Trade waste dumped illegally into Kingaroy’s sewerage system has been blamed for South Burnett Regional Council being issued with an Environmental Protection Order.

The EPO was issued in late January after Council self-reported a large inflow of fat, oil and grease (FOG) into its Kingaroy wastewater treatment plant which led to a small discharge into a drain linked to Kingaroy Creek.

The order, issued by the Department of Environment, Science and Innovation (DESI), ordered Council to fix the problem and begin twice-weekly monitoring of treated effluent, weekly monitoring of water flow rates in the Stuart River at Weens Bridge, and conduct an independent audit of Kingaroy trade waste inputs.

“The FOG waste deposited (into Council’s sewers) was beyond acceptable limits, causing blockages in the pipes and damage to the wastewater treatment plant, resulting in unauthorised discharge from the sewerage system,” a Council spokesperson said.

“While the blockages and damage to the wastewater treatment plant were not caused by Council, Council has taken responsibility for ensuring that the issue is addressed.

“Blockages from FOG waste are commonly known as ‘fatbergs’, and are an issue for many water service providers around the world.

“The incident has prompted immediate and comprehensive actions on Council’s part in accordance with the EPO.

“Emergency repairs at the wastewater treatment plant are under way, and a thorough assessment of the sewerage system has been conducted.

“Council is fully committed to rectifying any environmental impact caused by this incident.

“Our communication with DESI is ongoing, and we are providing regular updates on the progress of our response to the EPO requirements.

“Additionally, Council is undertaking a review and will enhance our trade waste compliance measures, reinforcing our commitment to preventing similar incidents in the future.

“This enhanced compliance action includes, as a first step, writing to all holders of trade waste permits reminding them of what can and cannot be deposited in the sewerage system, and the harm that can be caused from illegal dumping of material down the sewerage system.

“Council remains dedicated to environmental stewardship and we appreciate the community’s understanding as we work diligently to resolve this matter.

“Council also asks all residents of SBRC to use the sewerage system responsibly and understand what can and cannot be flushed or deposited.”


2 Responses to "Dumping Damages Sewage Plant"

  1. I would suggest that perpetrators are many and varied.

    The F and O and G also comes from every kitchen, both commercial or residential. There may be many other discharges to the system causing problems, too.

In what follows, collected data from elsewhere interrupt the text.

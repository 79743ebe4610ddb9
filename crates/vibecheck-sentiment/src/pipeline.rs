//! Sentiment pipeline orchestration.
//!
//! Each URL moves through detection, extraction, inference and parsing in
//! strict sequence. Per-URL and per-text failures are logged and absorbed;
//! only evidence persistence can fail a run.

use std::sync::atomic::{AtomicBool, Ordering};
use std::sync::Arc;

use chrono::Utc;

use crate::error::SentimentError;
use crate::evidence::{persist_run, PersistedRun};
use crate::extract::{TextExtractor, TextSource};
use crate::parse::{parse_batch_response, LabelledLineParser, SingleTextParser};
use crate::platform::detect_platform;
use crate::prompt::{batch_prompt, single_text_prompt};
use crate::reasoning::ReasoningBackend;
use crate::throttle::{infer_with_retry, InferenceThrottle};
use crate::types::{
    AnalysisMode, PipelineConfig, Report, RunContext, RunSummary, SentimentRecord, TextUnit,
};

/// Cooperative cancellation shared between the pipeline and a signal handler.
#[derive(Debug, Clone, Default)]
pub struct CancelFlag(Arc<AtomicBool>);

impl CancelFlag {
    #[must_use]
    pub fn new() -> Self {
        Self::default()
    }

    pub fn cancel(&self) {
        self.0.store(true, Ordering::SeqCst);
    }

    #[must_use]
    pub fn is_cancelled(&self) -> bool {
        self.0.load(Ordering::SeqCst)
    }
}

#[derive(Debug, Clone)]
pub struct PipelineOutcome {
    pub summary: RunSummary,
    pub persisted: PersistedRun,
}

impl PipelineOutcome {
    #[must_use]
    pub fn report(&self) -> &Report {
        &self.persisted.report
    }
}

pub struct Pipeline {
    source: Box<dyn TextSource>,
    backend: Box<dyn ReasoningBackend>,
    parser: Box<dyn SingleTextParser>,
    extractor: TextExtractor,
    throttle: InferenceThrottle,
    config: PipelineConfig,
}

impl Pipeline {
    /// Build a pipeline around an already-acquired source. The source is
    /// released at the end of [`Pipeline::run`].
    #[must_use]
    pub fn new(
        source: Box<dyn TextSource>,
        backend: Box<dyn ReasoningBackend>,
        config: PipelineConfig,
    ) -> Self {
        Self {
            source,
            backend,
            parser: Box::new(LabelledLineParser),
            extractor: TextExtractor::new(config.min_text_chars, config.max_texts_per_url),
            throttle: InferenceThrottle::new(config.inference_delay, config.inference_jitter),
            config,
        }
    }

    /// Swap the single-text reply parser.
    #[must_use]
    pub fn with_parser(mut self, parser: Box<dyn SingleTextParser>) -> Self {
        self.parser = parser;
        self
    }

    /// Analyze `urls` in order and persist the evidence for whatever was
    /// collected, including partial results after cancellation.
    ///
    /// # Errors
    ///
    /// Returns [`SentimentError::Persistence`] if evidence cannot be written.
    /// No other failure escapes.
    pub async fn run(
        &self,
        ctx: &RunContext,
        urls: &[String],
        cancel: &CancelFlag,
    ) -> Result<PipelineOutcome, SentimentError> {
        let mut summary = RunSummary {
            urls_total: urls.len(),
            ..RunSummary::default()
        };
        let mut records: Vec<SentimentRecord> = Vec::new();

        tracing::info!(
            run_id = %ctx.run_id,
            urls = urls.len(),
            mode = ?self.config.mode,
            source = self.source.name(),
            backend = self.backend.name(),
            "starting sentiment run"
        );

        for url in urls {
            if cancel.is_cancelled() {
                tracing::warn!(run_id = %ctx.run_id, "run cancelled, persisting partial results");
                summary.cancelled = true;
                break;
            }

            let platform = match detect_platform(url) {
                Ok(platform) => platform,
                Err(e) => {
                    tracing::warn!(url = %url, stage = "detect", error = %e, "skipping url");
                    summary.urls_skipped += 1;
                    continue;
                }
            };

            let units = self
                .extractor
                .extract(self.source.as_ref(), url, platform)
                .await;
            if units.is_empty() {
                tracing::warn!(url = %url, %platform, stage = "extract", "no texts extracted, skipping url");
                summary.urls_skipped += 1;
                continue;
            }
            summary.texts_extracted += units.len();

            let before = records.len();
            match self.config.mode {
                AnalysisMode::Single => {
                    self.analyze_single(&units, &mut records, &mut summary)
                        .await;
                }
                AnalysisMode::Batch => {
                    self.analyze_batches(&units, &mut records, &mut summary)
                        .await;
                }
            }
            summary.urls_processed += 1;

            tracing::info!(
                url = %url,
                %platform,
                texts = units.len(),
                records = records.len() - before,
                "url analyzed"
            );
        }

        self.source.release().await;
        summary.records_collected = records.len();

        let persisted = persist_run(ctx, &records, self.config.mode, Utc::now())?;

        tracing::info!(
            run_id = %ctx.run_id,
            urls_total = summary.urls_total,
            urls_processed = summary.urls_processed,
            urls_skipped = summary.urls_skipped,
            texts_extracted = summary.texts_extracted,
            records = summary.records_collected,
            inference_failures = summary.inference_failures,
            cancelled = summary.cancelled,
            evidence_dir = %ctx.evidence_dir.display(),
            "sentiment run complete"
        );

        Ok(PipelineOutcome { summary, persisted })
    }

    async fn infer(&self, prompt: &str) -> Result<String, SentimentError> {
        infer_with_retry(
            self.backend.as_ref(),
            &self.throttle,
            prompt,
            self.config.inference_max_retries,
            self.config.inference_backoff_base_ms,
        )
        .await
    }

    /// One call per text. A failed call still yields a neutral record.
    async fn analyze_single(
        &self,
        units: &[TextUnit],
        records: &mut Vec<SentimentRecord>,
        summary: &mut RunSummary,
    ) {
        for unit in units {
            let prompt = single_text_prompt(&unit.text);
            let record = match self.infer(&prompt).await {
                Ok(reply) => {
                    let analysis = self.parser.parse(&reply);
                    let mut record = SentimentRecord::neutral_for(unit, analysis.reasoning);
                    record.sentiment = analysis.sentiment;
                    record.confidence = analysis.confidence;
                    record
                }
                Err(e) => {
                    summary.inference_failures += 1;
                    tracing::warn!(
                        url = %unit.source_url,
                        stage = "infer",
                        error = %e,
                        "inference failed, recording neutral default"
                    );
                    SentimentRecord::neutral_for(unit, format!("Error: {e}"))
                }
            };
            records.push(record);
        }
    }

    /// One call per chunk of `batch_size`. A failed chunk yields nothing.
    async fn analyze_batches(
        &self,
        units: &[TextUnit],
        records: &mut Vec<SentimentRecord>,
        summary: &mut RunSummary,
    ) {
        for (batch_index, chunk) in units.chunks(self.config.batch_size.max(1)).enumerate() {
            let prompt = batch_prompt(chunk);
            let parsed = match self.infer(&prompt).await {
                Ok(reply) => parse_batch_response(&reply, chunk.len()),
                Err(e) => Err(e),
            };
            let parsed = match parsed {
                Ok(parsed) => parsed,
                Err(e) => {
                    summary.inference_failures += 1;
                    tracing::warn!(
                        url = %chunk[0].source_url,
                        batch_index,
                        batch_len = chunk.len(),
                        stage = "batch",
                        error = %e,
                        "batch failed, dropping its texts"
                    );
                    continue;
                }
            };

            if parsed.entries.len() < chunk.len() {
                tracing::warn!(
                    url = %chunk[0].source_url,
                    batch_index,
                    expected = chunk.len(),
                    got = parsed.entries.len(),
                    "backend omitted texts from batch reply"
                );
            }

            let topics = match parsed.summary {
                Some(backend_summary) => {
                    tracing::debug!(
                        batch_index,
                        positive_pct = backend_summary.positive_pct,
                        negative_pct = backend_summary.negative_pct,
                        neutral_pct = backend_summary.neutral_pct,
                        "backend batch summary"
                    );
                    backend_summary.key_topics
                }
                None => Vec::new(),
            };

            for entry in parsed.entries {
                let unit = &chunk[entry.text_id];
                let mut record = SentimentRecord::neutral_for(unit, entry.reasoning);
                record.sentiment = entry.sentiment;
                record.intensity = entry.intensity;
                record.confidence = entry.confidence;
                record.emotional_indicators = entry.emotional_indicators;
                record.topics.clone_from(&topics);
                records.push(record);
            }
        }
    }
}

    Years ago Murgon Council installed a truck wash facility at the sale yards / meatworks area. It was connected to the town treatment plant and the cow poop caused untold problems with the running of the treatment plant for the town. It had to be separated to solve the problem.

    Who knows why a highly educated engineer would connect it to the main system. Just proves that high education and practical experience are worlds apart!